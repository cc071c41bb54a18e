//! Mobile units and their move/act state machine.

use std::time::Duration;

use glam::Vec2;
use turf_core::{ActionMode, CellCoord, Faction, UnitActivity, UnitId, UnitKind, UnitSnapshot};

use crate::territory::TerritoryGrid;

/// Seconds a unit with unit collect power needs per collection.
pub const BASE_COLLECT_TIME: f64 = 2.0;
/// Seconds a unit with unit attack power needs per capture.
pub const BASE_ATTACK_TIME: f64 = 3.0;

/// Travel parameters shared by every unit in a world.
#[derive(Clone, Copy, Debug, PartialEq)]
pub struct Motion {
    /// Distance at or below which a unit starts acting.
    pub arrival_threshold: f32,
    /// Straight-line travel speed in world units per second.
    pub move_speed: f32,
}

/// Externally visible result of a unit's action completing.
#[derive(Clone, Copy, Debug, PartialEq, Eq)]
pub enum UnitOutcome {
    /// A collection cycle finished.
    Collected {
        /// Whole resource units gathered.
        amount: u32,
    },
    /// The target cell changed owner to the unit's faction.
    Captured {
        /// Cell that changed hands.
        cell: CellCoord,
        /// Owner before the capture.
        previous: Faction,
    },
}

/// A single unit fielded by a faction.
#[derive(Clone, Debug)]
pub struct Unit {
    id: UnitId,
    kind: UnitKind,
    faction: Faction,
    mode: ActionMode,
    position: Vec2,
    size: Vec2,
    target: Option<CellCoord>,
    action_progress: f64,
}

impl Unit {
    /// Creates an idle collecting unit.
    #[must_use]
    pub fn new(id: UnitId, kind: UnitKind, faction: Faction, position: Vec2, size: Vec2) -> Self {
        Self {
            id,
            kind,
            faction,
            mode: ActionMode::Collect,
            position,
            size,
            target: None,
            action_progress: 0.0,
        }
    }

    /// Identifier allocated by the world.
    #[must_use]
    pub const fn id(&self) -> UnitId {
        self.id
    }

    /// Catalog entry of the unit.
    #[must_use]
    pub const fn kind(&self) -> UnitKind {
        self.kind
    }

    /// Faction that fields the unit.
    #[must_use]
    pub const fn faction(&self) -> Faction {
        self.faction
    }

    /// Current action mode.
    #[must_use]
    pub const fn mode(&self) -> ActionMode {
        self.mode
    }

    /// World-space position.
    #[must_use]
    pub const fn position(&self) -> Vec2 {
        self.position
    }

    /// Cell the unit is heading to or stationed at.
    #[must_use]
    pub const fn target(&self) -> Option<CellCoord> {
        self.target
    }

    /// Seconds accumulated toward the current action.
    #[must_use]
    pub const fn action_progress(&self) -> f64 {
        self.action_progress
    }

    /// Sends the unit toward `cell` and restarts its action.
    pub fn set_target(&mut self, cell: CellCoord) {
        self.target = Some(cell);
        self.action_progress = 0.0;
    }

    /// Flips between collecting and attacking, keeping in-flight progress.
    pub fn toggle_mode(&mut self) {
        self.mode = self.mode.toggled();
    }

    /// Adopts `mode`, keeping in-flight progress. Returns whether it changed.
    pub fn set_mode(&mut self, mode: ActionMode) -> bool {
        let changed = self.mode != mode;
        self.mode = mode;
        changed
    }

    /// Overrides the position for hosts that interpolate movement themselves.
    pub fn set_position(&mut self, position: Vec2) {
        self.position = position;
    }

    /// Seconds one action takes in the current mode.
    ///
    /// `None` when the relevant power is not positive.
    #[must_use]
    pub fn action_duration(&self) -> Option<f64> {
        let (base, power) = match self.mode {
            ActionMode::Collect => (BASE_COLLECT_TIME, self.kind.collect_power()),
            ActionMode::Attack => (BASE_ATTACK_TIME, self.kind.attack_power()),
        };
        (power > 0.0).then(|| base / power)
    }

    /// Derives the phase of the move/act loop.
    #[must_use]
    pub fn activity(&self, grid: &TerritoryGrid, arrival_threshold: f32) -> UnitActivity {
        let Some(destination) = self.target.and_then(|cell| grid.center_of(cell)) else {
            return UnitActivity::Idle;
        };
        if self.position.distance(destination) > arrival_threshold {
            UnitActivity::Moving
        } else {
            UnitActivity::Acting
        }
    }

    /// Advances the unit by `dt`.
    ///
    /// Units outside the arrival threshold travel toward their target and do
    /// not act during that tick. Stationed units accumulate action progress:
    /// collectors report a gathered amount each full cycle, attackers feed
    /// capture progress into the target cell every tick.
    pub fn tick(
        &mut self,
        dt: Duration,
        grid: &mut TerritoryGrid,
        motion: Motion,
    ) -> Option<UnitOutcome> {
        let cell = self.target?;
        let destination = grid.center_of(cell)?;

        let distance = self.position.distance(destination);
        if distance > motion.arrival_threshold {
            self.advance_toward(destination, distance, motion.move_speed * dt.as_secs_f32());
            return None;
        }

        let dt = dt.as_secs_f64();
        self.action_progress += dt;
        let duration = self.action_duration()?;

        match self.mode {
            ActionMode::Collect => {
                if self.action_progress / duration < 1.0 {
                    return None;
                }
                self.action_progress = 0.0;
                Some(UnitOutcome::Collected {
                    amount: self.kind.collect_power() as u32,
                })
            }
            ActionMode::Attack => {
                if self.faction == Faction::Neutral {
                    return None;
                }
                let amount = (dt / duration) * self.kind.attack_power();
                let target = grid.cell_mut(cell)?;
                let previous = target.owner();
                if !target.progress_capture(amount, self.faction) {
                    return None;
                }
                self.action_progress = 0.0;
                Some(UnitOutcome::Captured { cell, previous })
            }
        }
    }

    /// Captures an immutable snapshot for hosts and systems.
    #[must_use]
    pub fn snapshot(&self, grid: &TerritoryGrid, arrival_threshold: f32) -> UnitSnapshot {
        UnitSnapshot {
            id: self.id,
            kind: self.kind,
            faction: self.faction,
            mode: self.mode,
            position: self.position,
            size: self.size,
            target: self.target,
            action_progress: self.action_progress,
            activity: self.activity(grid, arrival_threshold),
        }
    }

    fn advance_toward(&mut self, destination: Vec2, distance: f32, step: f32) {
        if step >= distance {
            self.position = destination;
        } else if step > 0.0 {
            self.position += (destination - self.position) * (step / distance);
        }
    }
}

:::

● Task instructions
Reproduce the data exactly, omitting nothing.

● Answer section
repository cc071c41bb54a18e
//! Mobile units and their move/act state machine.

use std::time::Duration;

use glam::Vec2;
use turf_core::{ActionMode, CellCoord, Faction, UnitActivity, UnitId, UnitKind, UnitSnapshot};

use crate::territory::TerritoryGrid;

/// Seconds a unit with unit collect power needs per collection.
pub const BASE_COLLECT_TIME: f64 = 2.0;
/// Seconds a unit with unit attack power needs per capture.
pub const BASE_ATTACK_TIME: f64 = 3.0;

/// Travel parameters shared by every unit in a world.
#[derive(Clone, Copy, Debug, PartialEq)]
pub struct Motion {
    /// Distance at or below which a unit starts acting.
    pub arrival_threshold: f32,
    /// Straight-line travel speed in world units per second.
    pub move_speed: f32,
}

/// Externally visible result of a unit's action completing.
#[derive(Clone, Copy, Debug, PartialEq, Eq)]
pub enum UnitOutcome {
    /// A collection cycle finished.
    Collected {
        /// Whole resource units gathered.
        amount: u32,
    },
    /// The target cell changed owner to the unit's faction.
    Captured {
        /// Cell that changed hands.
        cell: CellCoord,
        /// Owner before the capture.
        previous: Faction,
    },
}

/// A single unit fielded by a faction.
#[derive(Clone, Debug)]
pub struct Unit {
    id: UnitId,
    kind: UnitKind,
    faction: Faction,
    mode: ActionMode,
    position: Vec2,
    size: Vec2,
    target: Option<CellCoord>,
    action_progress: f64,
}

impl Unit {
    /// Creates an idle collecting unit.
    #[must_use]
    pub fn new(id: UnitId, kind: UnitKind, faction: Faction, position: Vec2, size: Vec2) -> Self {
        Self {
            id,
            kind,
            faction,
            mode: ActionMode::Collect,
            position,
            size,
            target: None,
            action_progress: 0.0,
        }
    }

    /// Identifier allocated by the world.
    #[must_use]
    pub const fn id(&self) -> UnitId {
        self.id
    }

    /// Catalog entry of the unit.
    #[must_use]
    pub const fn kind(&self) -> UnitKind {
        self.kind
    }

    /// Faction that fields the unit.
    #[must_use]
    pub const fn faction(&self) -> Faction {
        self.faction
    }

    /// Current action mode.
    #[must_use]
    pub const fn mode(&self) -> ActionMode {
        self.mode
    }

    /// World-space position.
    #[must_use]
    pub const fn position(&self) -> Vec2 {
        self.position
    }

    /// Cell the unit is heading to or stationed at.
    #[must_use]
    pub const fn target(&self) -> Option<CellCoord> {
        self.target
    }

    /// Seconds accumulated toward the current action.
    #[must_use]
    pub const fn action_progress(&self) -> f64 {
        self.action_progress
    }

    /// Sends the unit toward `cell` and restarts its action.
    pub fn set_target(&mut self, cell: CellCoord) {
        self.target = Some(cell);
        self.action_progress = 0.0;
    }

    /// Flips between collecting and attacking, keeping in-flight progress.
    pub fn toggle_mode(&mut self) {
        self.mode = self.mode.toggled();
    }

    /// Adopts `mode`, keeping in-flight progress. Returns whether it changed.
    pub fn set_mode(&mut self, mode: ActionMode) -> bool {
        let changed = self.mode != mode;
        self.mode = mode;
        changed
    }

    /// Overrides the position for hosts that interpolate movement themselves.
    pub fn set_position(&mut self, position: Vec2) {
        self.position = position;
    }

    /// Seconds one action takes in the current mode.
    ///
    /// `None` when the relevant power is not positive.
    #[must_use]
    pub fn action_duration(&self) -> Option<f64> {
        let (base, power) = match self.mode {
            ActionMode::Collect => (BASE_COLLECT_TIME, self.kind.collect_power()),
            ActionMode::Attack => (BASE_ATTACK_TIME, self.kind.attack_power()),
        };
        (power > 0.0).then(|| base / power)
    }

    /// Derives the phase of the move/act loop.
    #[must_use]
    pub fn activity(&self, grid: &TerritoryGrid, arrival_threshold: f32) -> UnitActivity {
        let Some(destination) = self.target.and_then(|cell| grid.center_of(cell)) else {
            return UnitActivity::Idle;
        };
        if self.position.distance(destination) > arrival_threshold {
            UnitActivity::Moving
        } else {
            UnitActivity::Acting
        }
    }

    /// Advances the unit by `dt`.
    ///
    /// Units outside the arrival threshold travel toward their target and do
    /// not act during that tick. Stationed units accumulate action progress:
    /// collectors report a gathered amount each full cycle, attackers feed
    /// capture progress into the target cell every tick.
    pub fn tick(
        &mut self,
        dt: Duration,
        grid: &mut TerritoryGrid,
        motion: Motion,
    ) -> Option<UnitOutcome> {
        let cell = self.target?;
        let destination = grid.center_of(cell)?;

        let distance = self.position.distance(destination);
        if distance > motion.arrival_threshold {
            self.advance_toward(destination, distance, motion.move_speed * dt.as_secs_f32());
            return None;
        }

        let dt = dt.as_secs_f64();
        self.action_progress += dt;
        let duration = self.action_duration()?;

        match self.mode {
            ActionMode::Collect => {
                if self.action_progress / duration < 1.0 {
                    return None;
                }
                self.action_progress = 0.0;
                Some(UnitOutcome::Collected {
                    amount: self.kind.collect_power() as u32,
                })
            }
            ActionMode::Attack => {
                if self.faction == Faction::Neutral {
                    return None;
                }
                let amount = (dt / duration) * self.kind.attack_power();
                let target = grid.cell_mut(cell)?;
                let previous = target.owner();
                if !target.progress_capture(amount, self.faction) {
                    return None;
                }
                self.action_progress = 0.0;
                Some(UnitOutcome::Captured { cell, previous })
            }
        }
    }

    /// Captures an immutable snapshot for hosts and systems.
    #[must_use]
    pub fn snapshot(&self, grid: &TerritoryGrid, arrival_threshold: f32) -> UnitSnapshot {
        UnitSnapshot {
            id: self.id,
            kind: self.kind,
            faction: self.faction,
            mode: self.mode,
            position: self.position,
            size: self.size,
            target: self.target,
            action_progress: self.action_progress,
            activity: self.activity(grid, arrival_threshold),
        }
    }

    fn advance_toward(&mut self, destination: Vec2, distance: f32, step: f32) {
        if step >= distance {
            self.position = destination;
        } else if step > 0.0 {
            self.position += (destination - self.position) * (step / distance);
        }
    }
}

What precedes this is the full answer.